Allain Bougrain-Dubourg: “We have laid the foundations of our ecological commitment” | INA

Journalist and activist, Allain Bougrain-Dubourg has been a central figure in the animal and environmental cause since the 1970s. He has hosted programs such as “Des Animaux et des Hommes”, “Terre des Bêtes” and “Animalia”. He is now the President of the League for the Protection of Birds and is invited to debate for the INA Monday devoted to the media and biodiversity which will be held at La REcyclerie in Paris on September 26th. For the INA, he recounts the role played by television in raising awareness of ecological issues

INA – Who were the pioneers of ecology on television?

Allain Bougrain-Dubourg – In the 1960s, there were prestigious ambassadors who were the pride of our company. I would describe them as “savoiruriers”. I am thinking of Paul-Émile Victor, Jacques-Yves Cousteau, Alain Bombard and Haroun Tazieff. I was close to them and saw how they shook society. Sometimes with great clumsiness. Cousteau, for example, considered the climate question to be an obsession of nascent political ecology. All were invited on television sets and helped to educate viewers and programmers.

INA – What were these broadcasts like?

Programs of the time such as Claude Darget’s “The Life of Animals” played on the sensational and often told nonsense. Then François de La Grange arrived with “The Animals of the World” in the early 1970s. He brought animals to the set, which would be unthinkable today, and asked scientists to tell their stories. Subsequently, Christian Zuber staged himself around the world in “Camera in hand”. And in my turn, I started with “Animals and men” and “Land of beasts”. Eliane Victor, the wife of Paul-Emile Victor, who was a journalist and producer, almost got me into television. We shared the feeling of a weakened planet.

INA- Have these programs had a real impact on public opinion?

ABD- At that time, we laid the foundations of ecological commitment. We were starting to denounce certain things, but we were careful. The viewers themselves called us to order. You have to put things in context. For example, if we showed a predator that was going to pounce on its prey, we cut at the last moment so as not to see the blood. It was all the paradox: to show without shocking. Then, Nicolas Hulot arrived and revolutionized the audiovisual landscape.

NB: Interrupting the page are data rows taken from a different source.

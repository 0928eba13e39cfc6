//! Token registry and coin type normalization.
//!
//! Maps display symbols to on-chain `address::module::Type` identifiers per
//! network, and canonicalizes type strings so that identifiers differing only
//! by address zero-padding compare equal.

use serde::{Deserialize, Serialize};

/// Which Sui network the service quotes against
#[derive(Debug, Clone, Copy, PartialEq, Eq, Hash, Serialize, Deserialize)]
#[serde(rename_all = "lowercase")]
pub enum Network {
    Mainnet,
    Testnet,
}

impl Network {
    pub fn as_str(&self) -> &'static str {
        match self {
            Network::Mainnet => "mainnet",
            Network::Testnet => "testnet",
        }
    }

    /// Read `SUI_NETWORK` from the environment. Anything other than
    /// "testnet" selects mainnet.
    pub fn from_env() -> Self {
        match std::env::var("SUI_NETWORK") {
            Ok(v) if v.eq_ignore_ascii_case("testnet") => Network::Testnet,
            _ => Network::Mainnet,
        }
    }
}

/// A registered token: display symbol, full coin type, atomic-unit decimals
#[derive(Debug, Clone, Serialize)]
pub struct TokenInfo {
    pub symbol: &'static str,
    pub coin_type: &'static str,
    pub decimals: u8,
}

const MAINNET_TOKENS: &[TokenInfo] = &[
    TokenInfo { symbol: "SUI", coin_type: "0x2::sui::SUI", decimals: 9 },
    TokenInfo {
        symbol: "USDC",
        coin_type: "0xdba34672e30cb065b1f93e3ab55318768fd6fef66c15942c9f7cb846e2f900e7::usdc::USDC",
        decimals: 6,
    },
    TokenInfo {
        symbol: "CETUS",
        coin_type: "0x06864a6f921804860930db6ddbe2e16acdf8504495ea7481637a1c8b9a8fe54b::cetus::CETUS",
        decimals: 9,
    },
    TokenInfo {
        symbol: "wUSDC",
        coin_type: "0x5d4b302506645c37ff133b98c4b50a5ae14841659738d6d733d59d0d217a93bf::coin::COIN",
        decimals: 6,
    },
];

const TESTNET_TOKENS: &[TokenInfo] = &[
    TokenInfo { symbol: "SUI", coin_type: "0x2::sui::SUI", decimals: 9 },
    TokenInfo {
        symbol: "USDC",
        coin_type: "0xa1ec7fc00a6f40db9693ad1415d0c193ad3906494428cf252621037bd7117e29::usdc::USDC",
        decimals: 6,
    },
    TokenInfo {
        symbol: "CETUS",
        coin_type: "0x06864a6f921804860930db6ddbe2e16acdf8504495ea7481637a1c8b9a8fe54b::cetus::CETUS",
        decimals: 9,
    },
];

/// Registered tokens for a network
pub fn tokens(network: Network) -> &'static [TokenInfo] {
    match network {
        Network::Mainnet => MAINNET_TOKENS,
        Network::Testnet => TESTNET_TOKENS,
    }
}

/// Resolve user input (a bare symbol like "SUI" or a full coin type) into a
/// full coin type string. Returns `None` for unknown symbols.
pub fn resolve_coin_type(network: Network, input: &str) -> Option<String> {
    let trimmed = input.trim();
    if trimmed.is_empty() {
        return None;
    }
    if trimmed.contains("::") {
        return Some(trimmed.to_string());
    }
    tokens(network)
        .iter()
        .find(|t| t.symbol.eq_ignore_ascii_case(trimmed))
        .map(|t| t.coin_type.to_string())
}

/// Canonicalize a Sui address: strip the `0x` prefix, require hex digits,
/// left-pad to 64 characters, lowercase. Returns `None` if the input is not
/// a valid address.
pub fn normalize_address(addr: &str) -> Option<String> {
    let hex = addr.strip_prefix("0x").unwrap_or(addr);
    if hex.is_empty() || hex.len() > 64 {
        return None;
    }
    if !hex.chars().all(|c| c.is_ascii_hexdigit()) {
        return None;
    }
    Some(format!("0x{:0>64}", hex.to_ascii_lowercase()))
}

/// Whether a string is a plausible Sui address (used for recipient checks)
pub fn is_valid_sui_address(addr: &str) -> bool {
    normalize_address(addr).is_some()
}

/// Canonical form of a coin type for comparisons. The address segment of an
/// `address::module::Type` identifier is zero-padded to full width and the
/// whole string is lowercased, so `0x2::sui::SUI` and `0x02::sui::SUI`
/// normalize identically. Inputs that do not look like a three-part type are
/// lowercased as-is.
pub fn normalize_coin_type(raw: &str) -> String {
    let parts: Vec<&str> = raw.split("::").collect();
    if parts.len() < 3 {
        return raw.to_ascii_lowercase();
    }
    let addr = match normalize_address(parts[0]) {
        Some(a) => a,
        // keep the original segment if it is not a valid address
        None => parts[0].to_string(),
    };
    let rest = parts[1..].join("::");
    format!("{}::{}", addr, rest).to_ascii_lowercase()
}

/// Atomic-unit decimals for a coin type. Registry first, then the same
/// heuristics the UI uses for unregistered USDC variants, defaulting to 9.
pub fn coin_decimals(network: Network, coin_type: &str) -> u8 {
    let normalized = normalize_coin_type(coin_type);
    for token in tokens(network) {
        if normalize_coin_type(token.coin_type) == normalized {
            return token.decimals;
        }
    }
    if normalized.contains("::usdc::usdc") || normalized.contains("::coin::coin") {
        return 6;
    }
    9
}

/// Display symbol for a coin type, `UNKNOWN` when unregistered
pub fn token_symbol(network: Network, coin_type: &str) -> String {
    let normalized = normalize_coin_type(coin_type);
    for token in tokens(network) {
        if normalize_coin_type(token.coin_type) == normalized {
            return token.symbol.to_string();
        }
    }
    "UNKNOWN".to_string()
}
//! Short-TTL quote cache.
//!
//! Absorbs repeated UI-driven requests for the same quote. Entries expire
//! lazily on read, error quotes are never stored, and the entry count is
//! bounded with oldest-insertion eviction. Owned by the engine instance so
//! tests construct a fresh cache each time.

use std::collections::HashMap;
use std::time::{Duration, Instant};

use tokio::sync::RwLock;

use crate::quoting::tokens::Network;
use crate::quoting::types::Quote;

pub const DEFAULT_TTL_MS: u64 = 5_000;
pub const DEFAULT_MAX_ENTRIES: usize = 200;

struct CacheEntry {
    value: Quote,
    inserted: Instant,
}

pub struct QuoteCache {
    entries: RwLock<HashMap<String, CacheEntry>>,
    ttl: Duration,
    max_entries: usize,
}

impl QuoteCache {
    pub fn new(ttl: Duration, max_entries: usize) -> Self {
        Self {
            entries: RwLock::new(HashMap::new()),
            ttl,
            max_entries,
        }
    }

    /// TTL and capacity from `QUOTE_CACHE_TTL_MS` / `QUOTE_CACHE_MAX`
    pub fn from_env() -> Self {
        let ttl_ms = std::env::var("QUOTE_CACHE_TTL_MS")
            .ok()
            .and_then(|v| v.parse().ok())
            .unwrap_or(DEFAULT_TTL_MS);
        let max_entries = std::env::var("QUOTE_CACHE_MAX")
            .ok()
            .and_then(|v| v.parse().ok())
            .unwrap_or(DEFAULT_MAX_ENTRIES);
        Self::new(Duration::from_millis(ttl_ms), max_entries)
    }

    /// Cache key: every component change must be a miss
    pub fn key(
        network: Network,
        from: &str,
        to: &str,
        amount: &str,
        requester: &str,
        by_amount_in: bool,
    ) -> String {
        [
            network.as_str(),
            from,
            to,
            amount,
            requester,
            if by_amount_in { "in" } else { "out" },
        ]
        .join("|")
    }

    pub fn ttl_ms(&self) -> u64 {
        self.ttl.as_millis() as u64
    }

    /// Fetch a live entry and its age. Expired entries are removed on the
    /// way out, never served.
    pub async fn get(&self, key: &str) -> Option<(Quote, Duration)> {
        {
            let entries = self.entries.read().await;
            if let Some(entry) = entries.get(key) {
                let age = entry.inserted.elapsed();
                if age < self.ttl {
                    return Some((entry.value.clone(), age));
                }
            } else {
                return None;
            }
        }
        // expired: drop it
        self.entries.write().await.remove(key);
        None
    }

    /// Store a quote (last writer wins), pruning oldest entries over capacity
    pub async fn put(&self, key: String, value: Quote) {
        let mut entries = self.entries.write().await;
        entries.insert(
            key,
            CacheEntry {
                value,
                inserted: Instant::now(),
            },
        );
        while entries.len() > self.max_entries {
            let oldest = entries
                .iter()
                .min_by_key(|(_, e)| e.inserted)
                .map(|(k, _)| k.clone());
            match oldest {
                Some(k) => entries.remove(&k),
                None => break,
            };
        }
    }

    pub async fn clear(&self) {
        self.entries.write().await.clear();
    }

    #[cfg(test)]
    pub async fn len(&self) -> usize {
        self.entries.read().await.len()
    }
}
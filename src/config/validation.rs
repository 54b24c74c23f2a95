use crate::config::types::{ClientConfig, Config, DownloadConfig, OutputConfig, SiteConfig};
use crate::ConfigError;
use url::Url;

/// Validates the entire configuration
pub fn validate(config: &Config) -> Result<(), ConfigError> {
    validate_site_config(&config.site)?;
    validate_client_config(&config.client)?;
    validate_download_config(&config.download)?;
    validate_output_config(&config.output)?;
    Ok(())
}

/// Validates site configuration
fn validate_site_config(config: &SiteConfig) -> Result<(), ConfigError> {
    let base = Url::parse(&config.base_url)
        .map_err(|e| ConfigError::InvalidUrl(format!("Invalid base-url: {}", e)))?;

    if base.scheme() != "http" && base.scheme() != "https" {
        return Err(ConfigError::Validation(format!(
            "base-url must use http or https, got '{}'",
            base.scheme()
        )));
    }

    // Item URLs are formed by appending the id, so the base has to end in a slash
    if !config.base_url.ends_with('/') {
        return Err(ConfigError::Validation(format!(
            "base-url must end with '/', got '{}'",
            config.base_url
        )));
    }

    if !config.listing_url.contains("{page}") {
        return Err(ConfigError::Validation(format!(
            "listing-url must contain a '{{page}}' placeholder, got '{}'",
            config.listing_url
        )));
    }

    // Validate the URL the template produces, not the raw template
    Url::parse(&config.listing_url.replace("{page}", "1"))
        .map_err(|e| ConfigError::InvalidUrl(format!("Invalid listing-url: {}", e)))?;

    if config.page_count < 1 {
        return Err(ConfigError::Validation(format!(
            "page-count must be >= 1, got {}",
            config.page_count
        )));
    }

    Ok(())
}

/// Validates client configuration
fn validate_client_config(config: &ClientConfig) -> Result<(), ConfigError> {
    if config.user_agent.is_empty() {
        return Err(ConfigError::Validation(
            "user-agent cannot be empty".to_string(),
        ));
    }

    if config.timeout_secs < 1 {
        return Err(ConfigError::Validation(format!(
            "timeout-secs must be >= 1, got {}",
            config.timeout_secs
        )));
    }

    for status in &config.transient_statuses {
        if *status < 100 || *status > 599 {
            return Err(ConfigError::Validation(format!(
                "transient-statuses entries must be valid HTTP status codes, got {}",
                status
            )));
        }
    }

    if config.courtesy_delay_min_ms > config.courtesy_delay_max_ms {
        return Err(ConfigError::Validation(format!(
            "courtesy-delay-min-ms ({}) cannot exceed courtesy-delay-max-ms ({})",
            config.courtesy_delay_min_ms, config.courtesy_delay_max_ms
        )));
    }

    Ok(())
}

/// Validates download pool configuration
fn validate_download_config(config: &DownloadConfig) -> Result<(), ConfigError> {
    if config.worker_count < 1 || config.worker_count > 100 {
        return Err(ConfigError::Validation(format!(
            "worker-count must be between 1 and 100, got {}",
            config.worker_count
        )));
    }

    if config.retry_attempts < 1 {
        return Err(ConfigError::Validation(format!(
            "retry-attempts must be >= 1, got {}",
            config.retry_attempts
        )));
    }

    if config.eta_interval < 1 {
        return Err(ConfigError::Validation(format!(
            "eta-interval must be >= 1, got {}",
            config.eta_interval
        )));
    }

    if config.projection_total < 1 {
        return Err(ConfigError::Validation(format!(
            "projection-total must be >= 1, got {}",
            config.projection_total
        )));
    }

    Ok(())
}

/// Validates output configuration
fn validate_output_config(config: &OutputConfig) -> Result<(), ConfigError> {
    if config.save_dir.is_empty() {
        return Err(ConfigError::Validation(
            "save-dir cannot be empty".to_string(),
        ));
    }

    if config.log_path.is_empty() {
        return Err(ConfigError::Validation(
            "log-path cannot be empty".to_string(),
        ));
    }

    if config.table_path.is_empty() {
        return Err(ConfigError::Validation(
            "table-path cannot be empty".to_string(),
        ));
    }

    Ok(())
}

INA – What was its contribution?

ABD- At first, “Ushuaïa” was described as an “extreme magazine”. Nicolas Hulot paved the way for challenges and the incredible. There was a spectacle dimension. Just like Philippe de Dieuleveult with “The Treasure Hunt”. Nicolas Hulot then understood that this planet which served as his playground was fragile. This is where “Ushuaïa Nature” was born, a program committed to the beauty of images showing the nature that could disappear and not by the activism of violent images. Nicolas Hulot is also a very good speaker who knows how to share his emotions. He also used new technologies and had colossal resources.

INA – However, some of these programs are strongly criticized today…

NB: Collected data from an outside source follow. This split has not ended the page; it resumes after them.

//! HTTP fetch client
//!
//! This module owns all network traffic for the harvester:
//! - One pooled client per run, so connections are reused across requests
//! - Fixed User-Agent and Accept-Language headers on every request
//! - Retry with exponential backoff for transient status codes
//!
//! Failures that survive the client-level retries are returned to the
//! caller; the download pool has its own per-item attempt loop on top.

use crate::config::ClientConfig;
use crate::ConfigError;
use reqwest::header::{HeaderMap, HeaderValue, ACCEPT_LANGUAGE};
use reqwest::Client;
use std::time::Duration;
use thiserror::Error;
use tracing::warn;

/// Errors a fetch can end with once client-level retries are spent
#[derive(Debug, Error)]
pub enum FetchError {
    /// The server answered with a non-success status
    #[error("HTTP {status} for {url}")]
    Status { url: String, status: u16 },

    /// The request never produced a usable response
    #[error("Request failed for {url}: {source}")]
    Transport {
        url: String,
        source: reqwest::Error,
    },
}

/// A successful response with its body decoded to text
#[derive(Debug, Clone)]
pub struct FetchResponse {
    pub status: u16,
    pub body: String,
}

/// HTTP client with a fixed identity and transient-status retry
///
/// Statuses in the configured transient set (429 and the common 5xx
/// gateway codes by default) are absorbed here: the client backs off and
/// retries up to its retry limit before reporting the status to the
/// caller. Everything else surfaces on the first occurrence.
pub struct FetchClient {
    client: Client,
    retry_limit: u32,
    backoff_base_secs: u64,
    transient_statuses: Vec<u16>,
}

impl FetchClient {
    /// Builds the client from configuration
    ///
    /// # Arguments
    ///
    /// * `config` - The client configuration
    ///
    /// # Returns
    ///
    /// * `Ok(FetchClient)` - Successfully built client
    /// * `Err(HarvestError)` - Header values were invalid or the client
    ///   could not be constructed
    pub fn new(config: &ClientConfig) -> crate::Result<Self> {
        let mut headers = HeaderMap::new();
        let accept_language = HeaderValue::from_str(&config.accept_language).map_err(|e| {
            ConfigError::Validation(format!(
                "accept-language is not a valid header value: {}",
                e
            ))
        })?;
        headers.insert(ACCEPT_LANGUAGE, accept_language);

        let client = Client::builder()
            .user_agent(config.user_agent.clone())
            .default_headers(headers)
            .timeout(Duration::from_secs(config.timeout_secs))
            .connect_timeout(Duration::from_secs(10))
            .gzip(true)
            .brotli(true)
            .build()?;

        Ok(FetchClient {
            client,
            retry_limit: config.retry_limit,
            backoff_base_secs: config.backoff_base_secs,
            transient_statuses: config.transient_statuses.clone(),
        })
    }

    /// Fetches a URL and returns its body text
    ///
    /// Transient statuses are retried with `backoff-base-secs * 2^n`
    /// sleeps between attempts. A transient status that outlives the
    /// retry limit is returned as [`FetchError::Status`], the same as
    /// any other non-success status.
    pub async fn get(&self, url: &str) -> Result<FetchResponse, FetchError> {
        let mut attempt = 0u32;

        loop {
            let response = self
                .client
                .get(url)
                .send()
                .await
                .map_err(|source| FetchError::Transport {
                    url: url.to_string(),
                    source,
                })?;

            let status = response.status().as_u16();

            if self.is_transient(status) && attempt < self.retry_limit {
                let backoff =
                    Duration::from_secs(self.backoff_base_secs * 2u64.pow(attempt.min(16)));
                attempt += 1;
                warn!(
                    url,
                    status, attempt, "Transient status, retrying after backoff"
                );
                tokio::time::sleep(backoff).await;
                continue;
            }

            if !response.status().is_success() {
                return Err(FetchError::Status {
                    url: url.to_string(),
                    status,
                });
            }

            let body = response
                .text()
                .await
                .map_err(|source| FetchError::Transport {
                    url: url.to_string(),
                    source,
                })?;

            return Ok(FetchResponse { status, body });
        }
    }

    fn is_transient(&self, status: u16) -> bool {
        self.transient_statuses.contains(&status)
    }
}
//! Tabular catalog output
//!
//! The catalog table is a CSV file with one row per discovered item. It
//! is written in two passes:
//!
//! - `write_catalog` records the discovery result (id, link, price)
//! - `enrich_table` rewrites the file in place, appending the fields
//!   extracted from the cached detail pages
//!
//! Enrichment never fails on a single row: rows without a cached
//! document keep sentinel values and the rewrite continues.

use std::fs;
use std::path::Path;

use serde::{Deserialize, Serialize};
use thiserror::Error;
use tracing::warn;

use crate::cache::FsCache;
use crate::catalog::Catalog;
use crate::extract::{extract_fields, ListingFields};

/// Errors raised while reading or writing the catalog table
#[derive(Error, Debug)]
pub enum TableError {
    #[error("Table I/O error: {0}")]
    Io(#[from] std::io::Error),

    #[error("Table format error: {0}")]
    Csv(#[from] csv::Error),
}

/// One row of the discovery table
#[derive(Debug, Clone, PartialEq, Eq, Serialize, Deserialize)]
pub struct CatalogRow {
    pub object_id: String,
    pub link: String,
    pub price: String,
}

/// One row of the enriched table
///
/// Extends [`CatalogRow`] with the fields pulled from the cached detail
/// page. Header names follow the published table layout.
#[derive(Debug, Clone, PartialEq, Eq, Serialize)]
pub struct EnrichedRow {
    pub object_id: String,
    pub link: String,
    pub price: String,
    #[serde(rename = "Title")]
    pub title: String,
    #[serde(rename = "Stars")]
    pub stars: String,
    #[serde(rename = "No. of reviews")]
    pub reviews: String,
    #[serde(rename = "No. of bedrooms")]
    pub bedrooms: String,
    #[serde(rename = "Size [m2]")]
    pub size: String,
    #[serde(rename = "Max people")]
    pub max_people: String,
    #[serde(rename = "Features")]
    pub features: String,
    #[serde(rename = "Latitude")]
    pub latitude: String,
    #[serde(rename = "Longitude")]
    pub longitude: String,
    #[serde(rename = "Description")]
    pub description: String,
}

impl EnrichedRow {
    fn new(row: &CatalogRow, fields: ListingFields) -> Self {
        EnrichedRow {
            object_id: row.object_id.clone(),
            link: row.link.clone(),
            price: row.price.clone(),
            title: fields.title,
            stars: fields.stars,
            reviews: fields.reviews,
            bedrooms: fields.bedrooms,
            size: fields.size,
            max_people: fields.max_people,
            features: fields.features,
            latitude: fields.latitude,
            longitude: fields.longitude,
            description: fields.description,
        }
    }
}

/// Result of an enrichment pass
#[derive(Debug, Clone, Copy, PartialEq, Eq)]
pub struct EnrichSummary {
    /// Rows rewritten
    pub rows: usize,
    /// Rows without a cached document
    pub missing: usize,
}

/// Writes the discovery table
///
/// One row per catalog record, ordered by id. Items seen without a
/// price carry `N/A`.
///
/// # Arguments
///
/// * `path` - Destination CSV path
/// * `catalog` - Discovery result to record
pub fn write_catalog(path: &Path, catalog: &Catalog) -> Result<(), TableError> {
    let mut writer = csv::Writer::from_path(path)?;

    for record in catalog.records() {
        writer.serialize(CatalogRow {
            object_id: record.id.clone(),
            link: record.url.clone(),
            price: record.price_display().to_string(),
        })?;
    }

    writer.flush()?;
    Ok(())
}

/// Reads a discovery table back into rows
pub fn read_catalog(path: &Path) -> Result<Vec<CatalogRow>, TableError> {
    let mut reader = csv::Reader::from_path(path)?;
    let mut rows = Vec::new();

    for row in reader.deserialize() {
        rows.push(row?);
    }

    Ok(rows)
}

/// Rewrites the catalog table in place with extracted detail fields
///
/// Each row's cached document is loaded by object id and run through
/// the field extractor. Rows whose document is not in the cache are
/// logged and written with sentinel fields. The rewrite goes through a
/// sibling temp file so a failure cannot truncate the existing table.
///
/// # Arguments
///
/// * `path` - Catalog table to enrich
/// * `cache` - Cache holding the downloaded detail pages
pub fn enrich_table(path: &Path, cache: &FsCache) -> Result<EnrichSummary, TableError> {
    let rows = read_catalog(path)?;
    let temp_path = path.with_extension("tmp");

    // A failed rewrite must not leave its temp sibling behind
    let summary = match rewrite_rows(&temp_path, &rows, cache) {
        Ok(summary) => summary,
        Err(error) => {
            let _ = fs::remove_file(&temp_path);
            return Err(error);
        }
    };

    if let Err(error) = fs::rename(&temp_path, path) {
        let _ = fs::remove_file(&temp_path);
        return Err(error.into());
    }

    Ok(summary)
}

fn rewrite_rows(
    temp_path: &Path,
    rows: &[CatalogRow],
    cache: &FsCache,
) -> Result<EnrichSummary, TableError> {
    let mut writer = csv::Writer::from_path(temp_path)?;
    let mut missing = 0;

    for row in rows {
        let fields = match cache.load(&row.object_id) {
            Ok(html) => extract_fields(&html),
            Err(error) => {
                warn!(id = %row.object_id, error = %error, "No cached document for row");
                missing += 1;
                ListingFields::default()
            }
        };

        writer.serialize(EnrichedRow::new(row, fields))?;
    }

    writer.flush()?;

    Ok(EnrichSummary {
        rows: rows.len(),
        missing,
    })
}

ABD- Again, you have to put things in context. Cousteau was strongly attacked while some of his films like The silent world received the Palme d’or in 1956 and the Oscar for best documentary. He killed dolphins to feed sharks and film them. He sent grenades to the coral reefs to show off certain species. It is inconceivable today. At that time, there was a formula that said “bring them back alive”. It was about capturing animals and exhibiting them in zoos and everyone was in awe of their work. Similarly, Yann Arthus-Bertrand was strongly criticized for having used the helicopter in The earth from the sky. However, all these films and books have undoubtedly helped to show the beauty and fragility of nature. There is an evolution of society and morals, and that’s good.

INA – Does television still have a role to play in raising public awareness of biodiversity issues?

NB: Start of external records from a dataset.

use serde::Deserialize;

/// Main configuration structure for Fewo-Harvest
#[derive(Debug, Clone, Deserialize)]
pub struct Config {
    pub site: SiteConfig,
    #[serde(default)]
    pub client: ClientConfig,
    #[serde(default)]
    pub download: DownloadConfig,
    pub output: OutputConfig,
}

/// Catalog site configuration
#[derive(Debug, Clone, Deserialize)]
pub struct SiteConfig {
    /// Base URL that item ids are appended to, e.g. "https://example.com/expose/"
    #[serde(rename = "base-url")]
    pub base_url: String,

    /// Listing index URL template; must contain a `{page}` placeholder
    #[serde(rename = "listing-url")]
    pub listing_url: String,

    /// Number of index pages to walk, starting at page 1
    #[serde(rename = "page-count")]
    pub page_count: u32,
}

/// HTTP client behavior configuration
#[derive(Debug, Clone, Deserialize)]
pub struct ClientConfig {
    /// User-Agent header sent with every request
    #[serde(rename = "user-agent", default = "default_user_agent")]
    pub user_agent: String,

    /// Accept-Language header sent with every request
    #[serde(rename = "accept-language", default = "default_accept_language")]
    pub accept_language: String,

    /// Per-request timeout (seconds)
    #[serde(rename = "timeout-secs", default = "default_timeout_secs")]
    pub timeout_secs: u64,

    /// Additional attempts when the response status is transient
    #[serde(rename = "retry-limit", default = "default_retry_limit")]
    pub retry_limit: u32,

    /// Base of the exponential backoff between transient retries (seconds)
    #[serde(rename = "backoff-base-secs", default = "default_backoff_base_secs")]
    pub backoff_base_secs: u64,

    /// Status codes retried inside the client before the caller sees them
    #[serde(rename = "transient-statuses", default = "default_transient_statuses")]
    pub transient_statuses: Vec<u16>,

    /// Lower bound of the courtesy delay after a request (milliseconds)
    #[serde(rename = "courtesy-delay-min-ms", default = "default_delay_min_ms")]
    pub courtesy_delay_min_ms: u64,

    /// Upper bound of the courtesy delay after a request (milliseconds)
    #[serde(rename = "courtesy-delay-max-ms", default = "default_delay_max_ms")]
    pub courtesy_delay_max_ms: u64,
}

/// Download pool configuration
#[derive(Debug, Clone, Deserialize)]
pub struct DownloadConfig {
    /// Number of item downloads allowed in flight at once
    #[serde(rename = "worker-count", default = "default_worker_count")]
    pub worker_count: usize,

    /// Attempts per item before it is recorded as failed
    #[serde(rename = "retry-attempts", default = "default_retry_attempts")]
    pub retry_attempts: u32,

    /// Completions between progress reports
    #[serde(rename = "eta-interval", default = "default_eta_interval")]
    pub eta_interval: u64,

    /// Hypothetical item count used for the projected-run estimate
    #[serde(rename = "projection-total", default = "default_projection_total")]
    pub projection_total: u64,
}

/// Output path configuration
#[derive(Debug, Clone, Deserialize)]
pub struct OutputConfig {
    /// Directory the downloaded documents are saved into, one file per id
    #[serde(rename = "save-dir")]
    pub save_dir: String,

    /// Path of the append-only outcome log
    #[serde(rename = "log-path")]
    pub log_path: String,

    /// Path of the CSV catalog table
    #[serde(rename = "table-path")]
    pub table_path: String,
}

impl Default for ClientConfig {
    fn default() -> Self {
        ClientConfig {
            user_agent: default_user_agent(),
            accept_language: default_accept_language(),
            timeout_secs: default_timeout_secs(),
            retry_limit: default_retry_limit(),
            backoff_base_secs: default_backoff_base_secs(),
            transient_statuses: default_transient_statuses(),
            courtesy_delay_min_ms: default_delay_min_ms(),
            courtesy_delay_max_ms: default_delay_max_ms(),
        }
    }
}

impl Default for DownloadConfig {
    fn default() -> Self {
        DownloadConfig {
            worker_count: default_worker_count(),
            retry_attempts: default_retry_attempts(),
            eta_interval: default_eta_interval(),
            projection_total: default_projection_total(),
        }
    }
}

fn default_user_agent() -> String {
    "Mozilla/5.0".to_string()
}

fn default_accept_language() -> String {
    "en-US,en;q=0.9".to_string()
}

fn default_timeout_secs() -> u64 {
    15
}

fn default_retry_limit() -> u32 {
    5
}

fn default_backoff_base_secs() -> u64 {
    1
}

fn default_transient_statuses() -> Vec<u16> {
    vec![429, 500, 502, 503, 504]
}

fn default_delay_min_ms() -> u64 {
    300
}

fn default_delay_max_ms() -> u64 {
    600
}

fn default_worker_count() -> usize {
    8
}

fn default_retry_attempts() -> u32 {
    5
}

fn default_eta_interval() -> u64 {
    1000
}

fn default_projection_total() -> u64 {
    150_000
}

ABD- I have the feeling that television is becoming the poor relation in terms of raising awareness among the general public. There is a real change in mentalities. Ecology is at the heart of the debate. Society is on the move. But it seems to me that it goes through youth and social networks. We talked a lot about Greta Thunberg. But there are hundreds, if not thousands, of Gretas today. Many young people who are aware of environmental issues do not vote, but they act differently. Their choice is made directly. For example, Zevent 2022, the great charity marathon for online streamers, raised more than 10 million euros in one weekend for four ecological associations, including the LPO (League for the Protection of Birds, of which Allain Bougrain Dubourg is president). . It’s extraordinary. We go from alert to engagement. And that, the youth understood it well. I am overwhelmed by the dynamism, commitment, creativity and determination of young people.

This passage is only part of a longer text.